Emute Lab @ Sussex

Experimental Music Technologies Lab

Month: November 2015

Live Coding the intersection between the arts, research and education

:::: Wednesday, December 2nd, 1pm, @ Silverstone Building, Room 121 ::::

Code is one of the most powerful, creative and transformative media available. However the potential of code is still largely incomprehensible and out of reach for most of our society. How and why should we address this as a problem?  In order to help us unpick and explore these simple yet deep questions we will follow the story of Sonic Pi – a live coding music synth designed for the arts, research and education.

 Sonic Pi was originally created as a response to the challenge of finding new ways to teach code in schools. It has since evolved into an extremely powerful and performance-ready live coding instrument suitable for professional artists and DJs. It is also a rich research platform for exploring questions related to liveness, time and concurrency in programming languages. Yet, despite this rapid evolution it has maintained its core mission – to be simple enough for 10 year olds.

Through Sonic Pi as a lens we will be forced to confront some interesting and challenging questions: – How is code creative? How can we communicate through code?  Can programming languages be expressive interfaces? Can notation become an instrument? To what extent is performance a form of education and education a kind of performance?

You’ll also leave with a simple, joyful and powerful new musical instrument to start playing with.

Sam Aaron Bio:
Samuel Aaron is a researcher, software architect and computational thinker with a deep fascination surrounding the notion of programming as a form of communication. His research focuses on the design of novel domain specific languages to explore liveness, conceptual efficiency and performance within programming languages. Samuel works as a Research Associate at University of Cambridge Computer Laboratory, where he has created Sonic Pi, a powerful live coding environment for realtime sound synthesis targetted for education. Sonic Pi has been used successfully to teach programming and music within schools but also to live code music for people to dance to in nightclubs.

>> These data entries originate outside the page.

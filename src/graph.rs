//! Signed-graph data model.
//!
//! A signed graph is an undirected graph whose edges carry a [`Sign`]:
//! positive (friendship, alliance, agreement), negative (enmity,
//! rivalry, disagreement), or unknown (a tie known to exist whose
//! valence has not been observed).
//!
//! [`SignedGraph`] wraps [`petgraph::graph::UnGraph`] and enforces the
//! invariants the analyses below rely on: no self-loops, at most one
//! edge per unordered node pair, and symmetric lookup
//! (`sign(a, b) == sign(b, a)`).

use crate::error::{Error, Result};
use core::fmt;
use petgraph::graph::{NodeIndex, UnGraph};
use petgraph::visit::EdgeRef;

/// Edge sign in a signed graph.
#[derive(Debug, Clone, Copy, PartialEq, Eq, Hash)]
pub enum Sign {
    /// Affiliative tie.
    Positive,
    /// Antagonistic tie.
    Negative,
    /// Tie whose valence is not (yet) known.
    Unknown,
}

impl Sign {
    /// Whether the sign is resolved to [`Positive`](Sign::Positive) or
    /// [`Negative`](Sign::Negative).
    pub fn is_known(self) -> bool {
        !matches!(self, Sign::Unknown)
    }

    /// Sign product: like signs multiply to positive, unlike signs to
    /// negative. [`Unknown`](Sign::Unknown) is absorbing.
    ///
    /// This is the balance identity for triads: a triangle is balanced
    /// exactly when the product of its three edge signs is positive.
    pub fn product(self, other: Sign) -> Sign {
        match (self, other) {
            (Sign::Unknown, _) | (_, Sign::Unknown) => Sign::Unknown,
            (a, b) if a == b => Sign::Positive,
            _ => Sign::Negative,
        }
    }

    /// Decode the `+1 / -1 / 0` convention used by external edge lists.
    ///
    /// Any positive value maps to [`Positive`](Sign::Positive), any
    /// negative value to [`Negative`](Sign::Negative), and zero to
    /// [`Unknown`](Sign::Unknown).
    pub fn from_value(value: i8) -> Sign {
        match value {
            v if v > 0 => Sign::Positive,
            v if v < 0 => Sign::Negative,
            _ => Sign::Unknown,
        }
    }

    /// Encode back to the `+1 / -1 / 0` convention.
    pub fn value(self) -> i8 {
        match self {
            Sign::Positive => 1,
            Sign::Negative => -1,
            Sign::Unknown => 0,
        }
    }
}

impl fmt::Display for Sign {
    fn fmt(&self, f: &mut fmt::Formatter<'_>) -> fmt::Result {
        match self {
            Sign::Positive => write!(f, "+"),
            Sign::Negative => write!(f, "-"),
            Sign::Unknown => write!(f, "?"),
        }
    }
}

/// An undirected graph with signed edges.
///
/// The node payload `N` is opaque caller data (demographics, labels,
/// anything); none of the analyses read it.
///
/// ```rust
/// use valence::{Sign, SignedGraph};
///
/// // 3 nodes, two friendships and one rivalry.
/// let g = SignedGraph::from_triples(3, &[(0, 1, 1), (1, 2, 1), (0, 2, -1)]).unwrap();
/// assert_eq!(g.node_count(), 3);
/// let (a, c) = (g.node_indices().next().unwrap(), g.node_indices().last().unwrap());
/// assert_eq!(g.sign(a, c), Some(Sign::Negative));
/// assert_eq!(g.sign(c, a), Some(Sign::Negative));
/// ```
#[derive(Debug, Clone)]
pub struct SignedGraph<N = ()> {
    graph: UnGraph<N, Sign>,
}

impl<N> SignedGraph<N> {
    /// Create an empty signed graph.
    pub fn new() -> Self {
        Self {
            graph: UnGraph::with_capacity(0, 0),
        }
    }

    /// Add a node carrying `payload`.
    pub fn add_node(&mut self, payload: N) -> NodeIndex {
        self.graph.add_node(payload)
    }

    /// Add or update the signed edge between `a` and `b`.
    ///
    /// Edges are stored once per unordered pair; adding an edge that
    /// already exists replaces its sign. Self-loops and endpoints
    /// outside the node set are rejected.
    pub fn add_edge(&mut self, a: NodeIndex, b: NodeIndex, sign: Sign) -> Result<()> {
        if a == b {
            return Err(Error::SelfLoop { node: a.index() });
        }
        let n = self.graph.node_count();
        for endpoint in [a, b] {
            if endpoint.index() >= n {
                return Err(Error::EndpointOutOfBounds {
                    node: endpoint.index(),
                    n_nodes: n,
                });
            }
        }
        match self.graph.find_edge(a, b) {
            Some(edge) => {
                if let Some(weight) = self.graph.edge_weight_mut(edge) {
                    *weight = sign;
                }
            }
            None => {
                let _ = self.graph.add_edge(a, b, sign);
            }
        }
        Ok(())
    }

    /// Sign of the edge between `a` and `b`, if one exists.
    ///
    /// Lookup is symmetric: `sign(a, b) == sign(b, a)`.
    pub fn sign(&self, a: NodeIndex, b: NodeIndex) -> Option<Sign> {
        self.graph
            .find_edge(a, b)
            .and_then(|e| self.graph.edge_weight(e))
            .copied()
    }

    /// Number of nodes.
    pub fn node_count(&self) -> usize {
        self.graph.node_count()
    }

    /// Number of edges.
    pub fn edge_count(&self) -> usize {
        self.graph.edge_count()
    }

    /// Number of edges whose sign is [`Unknown`](Sign::Unknown).
    pub fn unknown_edge_count(&self) -> usize {
        self.edges().filter(|(_, _, s)| !s.is_known()).count()
    }

    /// Iterate over node indices.
    pub fn node_indices(&self) -> impl Iterator<Item = NodeIndex> + '_ {
        self.graph.node_indices()
    }

    /// Iterate over edges as `(endpoint, endpoint, sign)`.
    pub fn edges(&self) -> impl Iterator<Item = (NodeIndex, NodeIndex, Sign)> + '_ {
        self.graph
            .edge_references()
            .map(|e| (e.source(), e.target(), *e.weight()))
    }

    /// Iterate over the neighbors of `a`.
    pub fn neighbors(&self, a: NodeIndex) -> impl Iterator<Item = NodeIndex> + '_ {
        self.graph.neighbors(a)
    }

    /// Payload attached to `a`.
    pub fn payload(&self, a: NodeIndex) -> Option<&N> {
        self.graph.node_weight(a)
    }

    /// Borrow the underlying petgraph graph.
    pub fn as_graph(&self) -> &UnGraph<N, Sign> {
        &self.graph
    }
}

impl SignedGraph<()> {
    /// Build a graph from `n_nodes` anonymous nodes and
    /// `(node, node, sign)` triples, where the sign follows the
    /// `+1 / -1 / 0` convention (`0` meaning unknown).
    ///
    /// Node ids in the triples must lie in `0..n_nodes`; dangling
    /// endpoints and self-loops are rejected here, before any analysis
    /// runs. Repeated pairs keep the last sign.
    pub fn from_triples(n_nodes: usize, triples: &[(usize, usize, i8)]) -> Result<Self> {
        let mut graph = SignedGraph::new();
        let nodes: Vec<NodeIndex> = (0..n_nodes).map(|_| graph.add_node(())).collect();
        for &(u, v, sign) in triples {
            for endpoint in [u, v] {
                if endpoint >= n_nodes {
                    return Err(Error::EndpointOutOfBounds {
                        node: endpoint,
                        n_nodes,
                    });
                }
            }
            graph.add_edge(nodes[u], nodes[v], Sign::from_value(sign))?;
        }
        Ok(graph)
    }
}

impl<N> Default for SignedGraph<N> {
    fn default() -> Self {
        Self::new()
    }
}

#[cfg(test)]
mod tests {
    use super::*;

    #[test]
    fn test_sign_product_table() {
        assert_eq!(Sign::Positive.product(Sign::Positive), Sign::Positive);
        assert_eq!(Sign::Negative.product(Sign::Negative), Sign::Positive);
        assert_eq!(Sign::Positive.product(Sign::Negative), Sign::Negative);
        assert_eq!(Sign::Negative.product(Sign::Positive), Sign::Negative);
        assert_eq!(Sign::Unknown.product(Sign::Positive), Sign::Unknown);
        assert_eq!(Sign::Negative.product(Sign::Unknown), Sign::Unknown);
    }

    #[test]
    fn test_sign_value_round_trip() {
        assert_eq!(Sign::from_value(1), Sign::Positive);
        assert_eq!(Sign::from_value(-1), Sign::Negative);
        assert_eq!(Sign::from_value(0), Sign::Unknown);
        for sign in [Sign::Positive, Sign::Negative, Sign::Unknown] {
            assert_eq!(Sign::from_value(sign.value()), sign);
        }
    }

    #[test]
    fn test_symmetric_lookup() {
        let g = SignedGraph::from_triples(2, &[(0, 1, -1)]).unwrap();
        let mut ix = g.node_indices();
        let (a, b) = (ix.next().unwrap(), ix.next().unwrap());
        assert_eq!(g.sign(a, b), Some(Sign::Negative));
        assert_eq!(g.sign(b, a), Some(Sign::Negative));
    }

    #[test]
    fn test_self_loop_rejected() {
        let err = SignedGraph::from_triples(2, &[(1, 1, 1)]).unwrap_err();
        assert_eq!(err, Error::SelfLoop { node: 1 });
    }

    #[test]
    fn test_dangling_endpoint_rejected() {
        let err = SignedGraph::from_triples(2, &[(0, 5, 1)]).unwrap_err();
        assert_eq!(err, Error::EndpointOutOfBounds { node: 5, n_nodes: 2 });
    }

    #[test]
    fn test_repeated_pair_keeps_last_sign() {
        let g = SignedGraph::from_triples(2, &[(0, 1, 1), (1, 0, -1)]).unwrap();
        assert_eq!(g.edge_count(), 1);
        let mut ix = g.node_indices();
        let (a, b) = (ix.next().unwrap(), ix.next().unwrap());
        assert_eq!(g.sign(a, b), Some(Sign::Negative));
    }

    #[test]
    fn test_unknown_edge_count() {
        let g = SignedGraph::from_triples(3, &[(0, 1, 1), (1, 2, 0), (0, 2, 0)]).unwrap();
        assert_eq!(g.unknown_edge_count(), 2);
    }

    #[test]
    fn test_payload_is_opaque() {
        let mut g: SignedGraph<&str> = SignedGraph::new();
        let a = g.add_node("ada");
        let b = g.add_node("grace");
        g.add_edge(a, b, Sign::Positive).unwrap();
        assert_eq!(g.payload(a), Some(&"ada"));
        assert_eq!(g.payload(b), Some(&"grace"));
    }
}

Sam will give a workshop afterwards between 2-4pm. Sign-up here: http://goo.gl/forms/yp21HIYE4x

Visiting lecture: Mick Grierson

:::: Wednesday, November 25th, 1pm, @ Recital Room, Falmer House 120 ::::

Mick will be showing demos from a selection of research and development projects currently underway at the EAVI lab at Goldsmiths, including the H2020 funded Music wearables project RAPID-MIX, the AHRC/NESTA/ACE funded project SOUNDLAB, and the new SPIDERSONICS app, an ongoing project with Chris Kiefer (Sussex), Simon Katan (Goldsmiths), Rebecca Fiebrink (Goldsmiths), and a selection of schools / arts organisations.

Mick Grierson


Mick Grierson is Director of Creative Computing at Goldsmiths College, where he is a Reader in the Department of Computing. He specialises in developing new technologies for the creative sector, across arts, industry and education, including in SEN (Special Educational Needs) contexts. He currently runs the European Commision-funded project “RAPID-MIX”, in partnership with IRCAM, Paris, and the Music Technology Group at Pompeu Fabra University, Barcelona.

His involvement is central in some of the most noteworthy creative technology installations since 2010 including Christian Marclay’s internationally acclaimed “The Clock”, Heart n Soul’s “Dean Rodney Singers” (Part of the Paralympics Unlimited Festival), and Science Museum’s “From Oramics to Electronica”. In addition, he is the founder of Goldsmiths Digital and co-founder of the Goldsmiths Embodied Audiovisual Interaction Group (EAVI).